LITTLE ROCK — Increasingly bitter Republican campaigns for attorney general and the state Senate, which have featured critics of President Barack Obama being cast as his closest allies, come to an end Tuesday as voters cast their ballots in Arkansas' primary runoff election.

Light turnout was expected in Tuesday's election, with the only statewide matchup being the GOP contest for attorney general. The secretary of state's office has predicted that 3 or 4 percent of the state's 1.6 million registered voters will cast a ballot in Tuesday's election.

Little Rock lawyers Leslie Rutledge and David Sterling have spent the past three weeks jabbing at each other's conservative credentials and legal experience as they vie for the GOP nomination for attorney general. The winner of Tuesday's runoff will face Democratic state Rep. Nate Steel and Libertarian nominee Aaron Cash in the fall election.

Rutledge, 38, is a former lawyer for the Republican National Committee and ex-Gov. Mike Huckabee. Sterling, 45, is a former assistant city manager of Hope who has been in private practice for the past 15 years.

Rutledge finished first the May 20 primary but failed to win the majority needed to claim the GOP nomination outright. She's enjoyed a healthy fundraising lead over Sterling, but has been targeted by an outside group that's praised him for proposing a "Stand Your Ground" law. The ads and mailers by the Judicial Crisis Network have compared Rutledge to Obama and House Democratic Leader Nancy Pelosi for not advocating similar legislation.

Rutledge has denounced the ads, saying state law already allows the use of deadly force in self-defense. Sterling has said he didn't have anything to do with the spots, but said he doesn't believe they're inaccurate.

The two have also clashed over the death penalty. Sterling has proposed resuming executions and resorting to the electric chair while the state's lethal injection law remains in limbo because of court challenges. Rutledge has called the proposal irresponsible, noting that the state's electric chair is currently in a museum.

The Republican runoff for state Senate District 17 in northern Arkansas, which has focused primarily on the state's compromise Medicaid expansion, has similarly heated rhetoric. The race pits state Rep. John Burris, an architect of the "private option," against Scott Flippo, an assisted living facility owner who says he'll push for the program's end if elected.
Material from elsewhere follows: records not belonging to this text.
mod api;
mod client;

pub use api::*;
pub use client::*;
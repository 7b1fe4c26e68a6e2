use chrono::{DateTime, Utc};
use serde::{Deserialize, Deserializer};
use serde_json::Value;

/// Body of a Tooling API query reply.
#[derive(Deserialize, Debug, Clone, Default)]
#[serde(rename_all = "camelCase")]
pub struct QueryResponse {
    #[serde(default)]
    pub total_size: u64,
    #[serde(default)]
    pub next_records_url: Option<String>,
    #[serde(default)]
    pub records: Option<Vec<PackageVersionRecord>>,
}

/// A `Package2Version` row as projected by the package queries.
#[derive(Deserialize, Debug, Clone)]
#[serde(rename_all = "PascalCase")]
pub struct PackageVersionRecord {
    pub subscriber_package_version_id: String,
    pub major_version: u32,
    pub minor_version: u32,
    pub patch_version: u32,
    pub build_number: u32,
    pub name: String,
    #[serde(default)]
    pub tag: Option<String>,
    #[serde(with = "platform_datetime")]
    pub created_date: DateTime<Utc>,
    #[serde(with = "platform_datetime")]
    pub last_modified_date: DateTime<Utc>,
    #[serde(default, deserialize_with = "flag_as_string")]
    pub validation_skipped: String,
    #[serde(default)]
    pub is_released: bool,
    #[serde(default)]
    pub code_coverage: Option<CodeCoverage>,
    #[serde(default)]
    pub has_passed_code_coverage_check: Option<bool>,
}

#[derive(Deserialize, Debug, Clone)]
#[serde(rename_all = "camelCase")]
pub struct CodeCoverage {
    #[serde(default)]
    pub apex_code_coverage_percentage: Option<f64>,
}

/// One entry of the error array the REST API replies with on failure.
#[derive(Deserialize, Debug, Clone)]
#[serde(rename_all = "camelCase")]
pub struct ApiError {
    pub message: String,
    pub error_code: String,
}

// The platform may send this flag as a boolean or as a string.
fn flag_as_string<'de, D>(deserializer: D) -> Result<String, D::Error>
where
    D: Deserializer<'de>,
{
    Ok(match Value::deserialize(deserializer)? {
        Value::Null => String::new(),
        Value::String(flag) => flag,
        other => other.to_string(),
    })
}

mod platform_datetime {
    use chrono::{DateTime, Utc};
    use serde::{de::Error, Deserialize, Deserializer};

    /// e.g. `2022-03-01T10:00:00.000+0000`
    const FORMAT: &str = "%Y-%m-%dT%H:%M:%S%.f%z";

    pub fn deserialize<'de, D>(deserializer: D) -> Result<DateTime<Utc>, D::Error>
    where
        D: Deserializer<'de>,
    {
        let raw = String::deserialize(deserializer)?;
        DateTime::parse_from_str(&raw, FORMAT)
            .or_else(|_| DateTime::parse_from_rfc3339(&raw))
            .map(|date| date.with_timezone(&Utc))
            .map_err(|error| D::Error::custom(format!("invalid date {}: {}", raw, error)))
    }
}

#[cfg(test)]
mod tests {
    use chrono::TimeZone;
    use serde_json::json;

    use super::*;

    fn record_json() -> Value {
        json!({
            "attributes": {"type": "Package2Version"},
            "SubscriberPackageVersionId": "04t000000000001AAA",
            "MajorVersion": 1,
            "MinorVersion": 2,
            "PatchVersion": 0,
            "BuildNumber": 7,
            "Description": null,
            "Name": "core",
            "Tag": null,
            "CreatedDate": "2022-03-01T10:00:00.000+0000",
            "LastModifiedDate": "2022-03-02T11:30:00.000+0000",
            "ValidationSkipped": false,
            "ReleaseVersion": 1.2,
            "IsReleased": true,
            "CodeCoverage": {"apexCodeCoveragePercentage": 81.5},
            "HasPassedCodeCoverageCheck": true
        })
    }

    #[test]
    fn test_parse_record() {
        let record: PackageVersionRecord = serde_json::from_value(record_json()).unwrap();

        assert_eq!(record.subscriber_package_version_id, "04t000000000001AAA");
        assert_eq!(record.build_number, 7);
        assert_eq!(record.tag, None);
        assert_eq!(record.validation_skipped, "false");
        assert_eq!(
            record.created_date,
            Utc.with_ymd_and_hms(2022, 3, 1, 10, 0, 0).unwrap()
        );
        assert_eq!(
            record.last_modified_date,
            Utc.with_ymd_and_hms(2022, 3, 2, 11, 30, 0).unwrap()
        );
        assert_eq!(
            record.code_coverage.unwrap().apex_code_coverage_percentage,
            Some(81.5)
        );
        assert_eq!(record.has_passed_code_coverage_check, Some(true));
    }

    #[test]
    fn test_parse_record_loose_fields() {
        let mut raw = record_json();
        raw["ValidationSkipped"] = json!("true");
        raw["CodeCoverage"] = Value::Null;
        raw["HasPassedCodeCoverageCheck"] = Value::Null;
        raw["CreatedDate"] = json!("2022-03-01T10:00:00Z");
        raw.as_object_mut().unwrap().remove("Tag");

        let record: PackageVersionRecord = serde_json::from_value(raw).unwrap();

        assert_eq!(record.validation_skipped, "true");
        assert!(record.code_coverage.is_none());
        assert_eq!(record.has_passed_code_coverage_check, None);
        assert_eq!(
            record.created_date,
            Utc.with_ymd_and_hms(2022, 3, 1, 10, 0, 0).unwrap()
        );
    }

    #[test]
    fn test_parse_record_bad_date() {
        let mut raw = record_json();
        raw["CreatedDate"] = json!("yesterday");

        assert!(serde_json::from_value::<PackageVersionRecord>(raw).is_err());
    }

    #[test]
    fn test_parse_response_without_records() {
        let response: QueryResponse =
            serde_json::from_value(json!({"totalSize": 0, "done": true})).unwrap();
        assert!(response.records.is_none());

        let response: QueryResponse =
            serde_json::from_value(json!({"totalSize": 0, "done": true, "records": null}))
                .unwrap();
        assert!(response.records.is_none());
    }
}
use std::env;

use anyhow::{anyhow, Context, Result};
use clap::{Parser, Subcommand};
use package::{get_latest_package_version, get_package_info, PackageVersionInfo};
use salesforce::{ToolingClient, ToolingConnection, DEFAULT_API_VERSION};

mod package;
mod salesforce;

/// Look up package versions on a Salesforce org through the Tooling API.
#[derive(Parser)]
#[clap(version)]
struct Args {
    /// Instance URL of the org, e.g. https://acme.my.salesforce.com.
    /// You can also pass it via the SF_INSTANCE_URL env variable.
    #[clap(long)]
    instance_url: Option<String>,

    /// Path to a file containing an access token.
    /// You can also pass a token verbatim via the SF_ACCESS_TOKEN env variable.
    #[clap(long)]
    token: Option<String>,

    /// API version to use (defaults to SF_API_VERSION or 56.0)
    #[clap(long)]
    api_version: Option<String>,

    /// Print results as JSON
    #[clap(long)]
    json: bool,

    /// Make logging more verbose.
    /// You can also specify the log level via the RUST_LOG env variable.
    #[clap(long, short)]
    verbose: bool,

    #[clap(subcommand)]
    command: Command,
}

#[derive(Subcommand)]
enum Command {
    /// Show a package version by number or by subscriber package version id
    Info {
        /// Package name
        package_name: String,

        /// Version as major.minor.patch.build
        version: Option<String>,

        /// Subscriber package version id (04t...), overrides name and version
        #[clap(long)]
        id: Option<String>,

        /// Show every build of major.minor.patch, newest first
        #[clap(long)]
        all_builds: bool,
    },

    /// Show the most recently created version of a package
    Latest {
        /// Package name
        package_name: String,

        /// Only consider released versions
        #[clap(long)]
        released: bool,

        /// List all versions instead of only the latest one
        #[clap(long)]
        all: bool,
    },
}

#[tokio::main]
async fn main() {
    let args = Args::parse();

    if env::var("RUST_LOG").is_err() {
        let level = match args.verbose {
            true => "debug",
            false => "info",
        };
        env::set_var("RUST_LOG", format!("{}={}", env!("CARGO_PKG_NAME"), level));
    }
    env_logger::init();

    log::info!(
        "Starting {} {}",
        env!("CARGO_PKG_NAME"),
        env!("CARGO_PKG_VERSION"),
    );
    log::debug!("With arguments {:?}", env::args().collect::<Vec<_>>());

    if let Err(error) = run(args).await {
        log::error!("{:?}", error);
        std::process::exit(1);
    }
}

async fn run(args: Args) -> Result<()> {
    let instance_url = match args.instance_url {
        Some(url) => url,
        None => env::var("SF_INSTANCE_URL")
            .context("No instance url provided via --instance-url or SF_INSTANCE_URL")?,
    };

    let token = match args.token {
        Some(path) => tokio::fs::read_to_string(&path)
            .await
            .context(format!("Failed to read the access token from {}", path))?
            .trim()
            .to_string(),
        None => env::var("SF_ACCESS_TOKEN")
            .context("No access token provided via --token or SF_ACCESS_TOKEN")?,
    };

    let api_version = args
        .api_version
        .or_else(|| env::var("SF_API_VERSION").ok())
        .unwrap_or_else(|| DEFAULT_API_VERSION.to_string());

    let client = ToolingClient::new(&instance_url, token, &api_version)
        .context("Failed to create tooling api client")?;

    let versions = fetch(&client, args.command).await?;
    print_versions(&versions, args.json)
}

async fn fetch(
    connection: &impl ToolingConnection,
    command: Command,
) -> Result<Vec<PackageVersionInfo>> {
    match command {
        Command::Info {
            package_name,
            version,
            id,
            all_builds,
        } => {
            let id = id.unwrap_or_default();
            let version = version.unwrap_or_default();
            if id.is_empty() && version.is_empty() {
                return Err(anyhow!("Either a version or --id is required"));
            }
            log::info!("Looking up package {} {}{}", package_name, version, id);

            get_package_info(connection, &package_name, &version, &id, all_builds)
                .await
                .context(format!("Failed to get package info for {}", package_name))
        }
        Command::Latest {
            package_name,
            released,
            all,
        } => {
            log::info!("Looking up latest version of package {}", package_name);

            let mut versions = get_latest_package_version(connection, &package_name, released)
                .await
                .context(format!(
                    "Failed to get latest version of {}",
                    package_name
                ))?;
            if !all {
                versions.truncate(1);
            }
            Ok(versions)
        }
    }
}

fn print_versions(versions: &[PackageVersionInfo], json: bool) -> Result<()> {
    if json {
        println!("{}", serde_json::to_string_pretty(versions)?);
        return Ok(());
    }

    if versions.is_empty() {
        log::info!("No matching package versions found");
        return Ok(());
    }

    for version in versions {
        println!("{}", format_version(version));
    }
    Ok(())
}

fn format_version(version: &PackageVersionInfo) -> String {
    format!(
        "{} {} released={} coverage={}% passed={} {}",
        version.package_version_number,
        version.subscriber_package_version_id,
        version.is_released,
        version.code_coverage,
        version.code_coverage_check_passed,
        version.tag.as_deref().unwrap_or("-"),
    )
}
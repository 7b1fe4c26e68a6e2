//! Package version lookups on the Tooling API.
//!
//! Both lookups run a single `Package2Version` query and map every returned
//! record into a [`PackageVersionInfo`], keeping the order of the reply.

use std::{fmt::Display, str::FromStr};

use anyhow::Result;
use chrono::{DateTime, Utc};
use serde::Serialize;
use thiserror::Error;

use crate::salesforce::{PackageVersionRecord, ToolingConnection};

const PACKAGE_VERSION_SELECT: &str = "SELECT SubscriberPackageVersionId,MajorVersion,MinorVersion,\
PatchVersion,BuildNumber,Description,Name,Tag,CreatedDate,LastModifiedDate,ValidationSkipped,\
ReleaseVersion,IsReleased,CodeCoverage,HasPassedCodeCoverageCheck FROM Package2Version";

#[derive(Serialize, Debug, Clone, PartialEq)]
#[serde(rename_all = "camelCase")]
pub struct PackageVersionInfo {
    pub subscriber_package_version_id: String,
    pub package_version_number: String,
    pub major_version: u32,
    pub minor_version: u32,
    pub patch_version: u32,
    pub build_number: u32,
    pub validation_skipped: String,
    pub name: String,
    pub tag: Option<String>,
    pub created_date: DateTime<Utc>,
    pub last_modified_date: DateTime<Utc>,
    pub is_released: bool,
    pub code_coverage: f64,
    pub code_coverage_check_passed: bool,
}

impl From<PackageVersionRecord> for PackageVersionInfo {
    fn from(record: PackageVersionRecord) -> Self {
        // Description is projected by the queries but not carried over.
        Self {
            package_version_number: format!(
                "{}.{}.{}.{}",
                record.major_version,
                record.minor_version,
                record.patch_version,
                record.build_number,
            ),
            subscriber_package_version_id: record.subscriber_package_version_id,
            major_version: record.major_version,
            minor_version: record.minor_version,
            patch_version: record.patch_version,
            build_number: record.build_number,
            validation_skipped: record.validation_skipped,
            name: record.name,
            tag: record.tag,
            created_date: record.created_date,
            last_modified_date: record.last_modified_date,
            is_released: record.is_released,
            code_coverage: record
                .code_coverage
                .map(|coverage| coverage.apex_code_coverage_percentage.unwrap_or(0.0))
                .unwrap_or(0.0),
            code_coverage_check_passed: record.has_passed_code_coverage_check.unwrap_or(false),
        }
    }
}

#[derive(Error, Debug, Clone, PartialEq, Eq)]
#[error("Invalid version format {version:?}: {reason}")]
pub struct InvalidVersionFormat {
    pub version: String,
    pub reason: &'static str,
}

/// A `major.minor.patch.build` package version.
#[derive(Debug, Clone, Copy, PartialEq, Eq)]
pub struct VersionNumber {
    pub major: u32,
    pub minor: u32,
    pub patch: u32,
    pub build: u32,
}

impl FromStr for VersionNumber {
    type Err = InvalidVersionFormat;

    fn from_str(version: &str) -> Result<Self, Self::Err> {
        let segments = split_version(version)?;
        if segments.len() != 4 {
            return Err(invalid(version, "expected four segments"));
        }
        Ok(Self {
            major: parse_segment(version, segments[0])?,
            minor: parse_segment(version, segments[1])?,
            patch: parse_segment(version, segments[2])?,
            build: parse_segment(version, segments[3])?,
        })
    }
}

impl Display for VersionNumber {
    fn fmt(&self, f: &mut std::fmt::Formatter<'_>) -> std::fmt::Result {
        write!(f, "{}.{}.{}.{}", self.major, self.minor, self.patch, self.build)
    }
}

/// Parses the `major.minor.patch` part of a version, ignoring any build
/// segment such as `NEXT`.
fn parse_release(version: &str) -> Result<(u32, u32, u32), InvalidVersionFormat> {
    let segments = split_version(version)?;
    if segments.len() < 3 || segments.len() > 4 {
        return Err(invalid(version, "expected three or four segments"));
    }
    Ok((
        parse_segment(version, segments[0])?,
        parse_segment(version, segments[1])?,
        parse_segment(version, segments[2])?,
    ))
}

fn split_version(version: &str) -> Result<Vec<&str>, InvalidVersionFormat> {
    let version_trimmed = version.trim();
    if version_trimmed.is_empty() {
        return Err(invalid(version, "empty version"));
    }
    Ok(version_trimmed.split('.').collect())
}

fn parse_segment(version: &str, segment: &str) -> Result<u32, InvalidVersionFormat> {
    if segment.is_empty() || !segment.bytes().all(|byte| byte.is_ascii_digit()) {
        return Err(invalid(version, "segments must be unsigned integers"));
    }
    segment
        .parse()
        .map_err(|_| invalid(version, "segment out of range"))
}

fn invalid(version: &str, reason: &'static str) -> InvalidVersionFormat {
    InvalidVersionFormat {
        version: version.to_string(),
        reason,
    }
}

/// Quotes a value as a SOQL string literal.
fn soql_literal(value: &str) -> String {
    let mut literal = String::with_capacity(value.len() + 2);
    literal.push('\'');
    for c in value.chars() {
        match c {
            '\\' => literal.push_str("\\\\"),
            '\'' => literal.push_str("\\'"),
            '"' => literal.push_str("\\\""),
            '\n' => literal.push_str("\\n"),
            '\r' => literal.push_str("\\r"),
            '\t' => literal.push_str("\\t"),
            '\u{8}' => literal.push_str("\\b"),
            '\u{c}' => literal.push_str("\\f"),
            c => literal.push(c),
        }
    }
    literal.push('\'');
    literal
}

pub(crate) fn package_info_query(
    package_name: &str,
    version: &str,
    package_version_id: &str,
    include_all_builds: bool,
) -> Result<String, InvalidVersionFormat> {
    if !package_version_id.is_empty() {
        return Ok(format!(
            "{} WHERE SubscriberPackageVersionId = {}",
            PACKAGE_VERSION_SELECT,
            soql_literal(package_version_id),
        ));
    }

    if include_all_builds {
        let (major, minor, patch) = parse_release(version)?;
        return Ok(format!(
            "{} WHERE Package2.Name = {} AND MajorVersion = {} AND MinorVersion = {} \
             AND PatchVersion = {} ORDER BY BuildNumber DESC",
            PACKAGE_VERSION_SELECT,
            soql_literal(package_name),
            major,
            minor,
            patch,
        ));
    }

    let version: VersionNumber = version.parse()?;
    Ok(format!(
        "{} WHERE Package2.Name = {} AND MajorVersion = {} AND MinorVersion = {} \
         AND PatchVersion = {} AND BuildNumber = {}",
        PACKAGE_VERSION_SELECT,
        soql_literal(package_name),
        version.major,
        version.minor,
        version.patch,
        version.build,
    ))
}

pub(crate) fn latest_package_version_query(package_name: &str, released_only: bool) -> String {
    let released_filter = match released_only {
        true => " AND IsReleased = true",
        false => "",
    };
    format!(
        "{} WHERE Package2.Name = {}{} ORDER BY CreatedDate DESC",
        PACKAGE_VERSION_SELECT,
        soql_literal(package_name),
        released_filter,
    )
}

async fn fetch_package_versions(
    connection: &impl ToolingConnection,
    query: &str,
) -> Result<Vec<PackageVersionInfo>> {
    log::debug!("Querying package versions: {}", query);

    let response = connection.query(query).await?;
    if let Some(next_records_url) = &response.next_records_url {
        log::warn!(
            "Reply holds {} of {} records, the rest at {} is not fetched",
            response.records.as_ref().map_or(0, Vec::len),
            response.total_size,
            next_records_url,
        );
    }

    let versions: Vec<PackageVersionInfo> = response
        .records
        .unwrap_or_default()
        .into_iter()
        .map(PackageVersionInfo::from)
        .collect();

    log::debug!("Found {} package versions", versions.len());
    Ok(versions)
}

/// Looks up package versions by subscriber package version id, or by package
/// name and version.
///
/// A non-empty `package_version_id` wins over the other filters. Otherwise
/// `version` must be `major.minor.patch.build`; with `include_all_builds`
/// only the first three segments are used and the builds come newest first.
pub async fn get_package_info(
    connection: &impl ToolingConnection,
    package_name: &str,
    version: &str,
    package_version_id: &str,
    include_all_builds: bool,
) -> Result<Vec<PackageVersionInfo>> {
    let query = package_info_query(package_name, version, package_version_id, include_all_builds)?;
    fetch_package_versions(connection, &query).await
}

/// Lists the versions of a package, most recently created first.
///
/// Every match is returned; the first element is the latest.
pub async fn get_latest_package_version(
    connection: &impl ToolingConnection,
    package_name: &str,
    released_only: bool,
) -> Result<Vec<PackageVersionInfo>> {
    let query = latest_package_version_query(package_name, released_only);
    fetch_package_versions(connection, &query).await
}
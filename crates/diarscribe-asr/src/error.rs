//! ASR error types

use diarscribe_core::FusionError;
use thiserror::Error;

/// ASR-related errors
#[derive(Error, Debug)]
pub enum AsrError {
    /// File not found
    #[error("Transcript file not found: {0}")]
    FileNotFound(String),

    /// IO error
    #[error("IO error: {0}")]
    IoError(#[from] std::io::Error),

    /// JSON error
    #[error("JSON error: {0}")]
    JsonError(#[from] serde_json::Error),

    /// Transcript data rejected by the fusion core
    #[error(transparent)]
    Fusion(#[from] FusionError),
}
//! Manifest and per-speaker text export

use std::collections::HashSet;
use std::fs;
use std::path::{Path, PathBuf};

use thiserror::Error;
use tracing::{info, warn};

use crate::aggregator::SpeakerAggregate;
use crate::manifest::Manifest;
use crate::types::Speaker;

/// Export errors
#[derive(Error, Debug)]
pub enum ExportError {
    #[error("IO error: {0}")]
    Io(#[from] std::io::Error),

    #[error("JSON serialization error: {0}")]
    Json(#[from] serde_json::Error),
}

/// Writes fusion results to disk
pub struct Exporter;

impl Exporter {
    /// Serialize a manifest to a JSON string
    pub fn manifest_json(manifest: &Manifest, pretty: bool) -> Result<String, ExportError> {
        let json = if pretty {
            serde_json::to_string_pretty(manifest)?
        } else {
            serde_json::to_string(manifest)?
        };
        Ok(json)
    }

    /// Write the manifest as JSON
    pub fn to_json<P: AsRef<Path>>(
        manifest: &Manifest,
        output_path: P,
        pretty: bool,
    ) -> Result<(), ExportError> {
        let output_path = output_path.as_ref();

        if let Some(parent) = output_path.parent() {
            fs::create_dir_all(parent)?;
        }

        fs::write(output_path, Self::manifest_json(manifest, pretty)?)?;
        info!("Manifest written to {}", output_path.display());
        Ok(())
    }

    /// Write one `<speaker>.txt` file per speaker, UNKNOWN included
    ///
    /// Speakers whose names map to the same file (`spk:1` and `spk_1`, or a
    /// diarized `UNKNOWN` and the fallback bucket) get `_2`, `_3`, ...
    /// suffixes in speaker order. Returns the written paths in speaker order.
    pub fn to_speaker_texts<P: AsRef<Path>>(
        aggregate: &SpeakerAggregate,
        output_dir: P,
    ) -> Result<Vec<PathBuf>, ExportError> {
        let output_dir = output_dir.as_ref();
        fs::create_dir_all(output_dir)?;

        let mut taken = HashSet::with_capacity(aggregate.len());
        let mut written = Vec::with_capacity(aggregate.len());
        for (speaker, text) in aggregate.texts() {
            let stem = Self::speaker_file_stem(speaker);
            let mut file_name = format!("{}.txt", stem);
            let mut suffix = 2;
            while !taken.insert(file_name.clone()) {
                file_name = format!("{}_{}.txt", stem, suffix);
                suffix += 1;
            }
            if suffix > 2 {
                warn!(
                    "Speaker {} collides with another speaker's file name; writing {}",
                    speaker, file_name
                );
            }

            let path = output_dir.join(file_name);
            fs::write(&path, format!("{}\n", text))?;
            written.push(path);
        }

        info!(
            "Wrote {} speaker text files to {}",
            written.len(),
            output_dir.display()
        );
        Ok(written)
    }

    /// File name used for a speaker's text file
    pub fn speaker_file_name(speaker: &Speaker) -> String {
        format!("{}.txt", Self::speaker_file_stem(speaker))
    }

    fn speaker_file_stem(speaker: &Speaker) -> String {
        speaker.as_str().replace(':', "_")
    }
}
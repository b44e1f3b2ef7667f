//! diarscribe command-line tool
//!
//! Fuses a diarization timeline with an ASR transcript into a
//! speaker-attributed manifest.

mod commands;
mod config;

use clap::{ArgAction, Parser, Subcommand};
use tracing_subscriber::EnvFilter;

#[derive(Parser)]
#[command(name = "diarscribe", version, about = "Speaker-attributed transcripts")]
struct Cli {
    /// Increase log verbosity (-v debug, -vv trace)
    #[arg(short, long, action = ArgAction::Count, global = true)]
    verbose: u8,

    #[command(subcommand)]
    command: Command,
}

#[derive(Subcommand)]
enum Command {
    /// Split transcript segments along speaker turns and write the manifest
    Fuse(commands::fuse::FuseArgs),
    /// List normalized diarization turns, optionally writing them as RTTM
    Turns(commands::turns::TurnsArgs),
}

fn init_logging(verbose: u8) {
    let default_level = match verbose {
        0 => "info",
        1 => "debug",
        _ => "trace",
    };
    let filter =
        EnvFilter::try_from_default_env().unwrap_or_else(|_| EnvFilter::new(default_level));

    // Logs go to stderr so a manifest printed to stdout stays parseable.
    tracing_subscriber::fmt()
        .with_env_filter(filter)
        .with_writer(std::io::stderr)
        .init();
}

fn main() -> anyhow::Result<()> {
    let cli = Cli::parse();
    init_logging(cli.verbose);

    match cli.command {
        Command::Fuse(args) => commands::fuse::run(args),
        Command::Turns(args) => commands::turns::run(args),
    }
}
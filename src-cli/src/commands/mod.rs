//! Command modules

pub mod fuse;
pub mod turns;
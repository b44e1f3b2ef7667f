//! diarscribe-core - speaker-attributed transcript core library
//!
//! Value types shared by the diarization and ASR adapters, per-speaker
//! aggregation, manifest assembly and export.

pub mod aggregator;
pub mod audio;
pub mod config;
pub mod error;
pub mod exporter;
pub mod manifest;
pub mod types;

pub use aggregator::SpeakerAggregate;
pub use audio::{AudioError, AudioInfo};
pub use config::{FusionConfig, SpeakerHints, MAX_PRECISION};
pub use error::{FusionError, FusionWarning};
pub use exporter::{ExportError, Exporter};
pub use manifest::{AsrSummary, Manifest, ManifestBuilder};
pub use types::*;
Under the private option, Arkansas is using federal Medicaid money to purchase private insurance for the poor. More than 170,000 people have signed up for the program, which Burris and other supporters crafted as an alternative to expanding Medicaid under the federal health law.

Flippo and an outside group opposed to the program have accused Burris of embracing the federal health law they both deride as "Obamacare" by supporting the private option. Burris has said Flippo is misleading voters about the program. There's no Democrat running for the seat in the fall.

Tuesday's election also features a Democratic runoff for a southeast Arkansas House seat.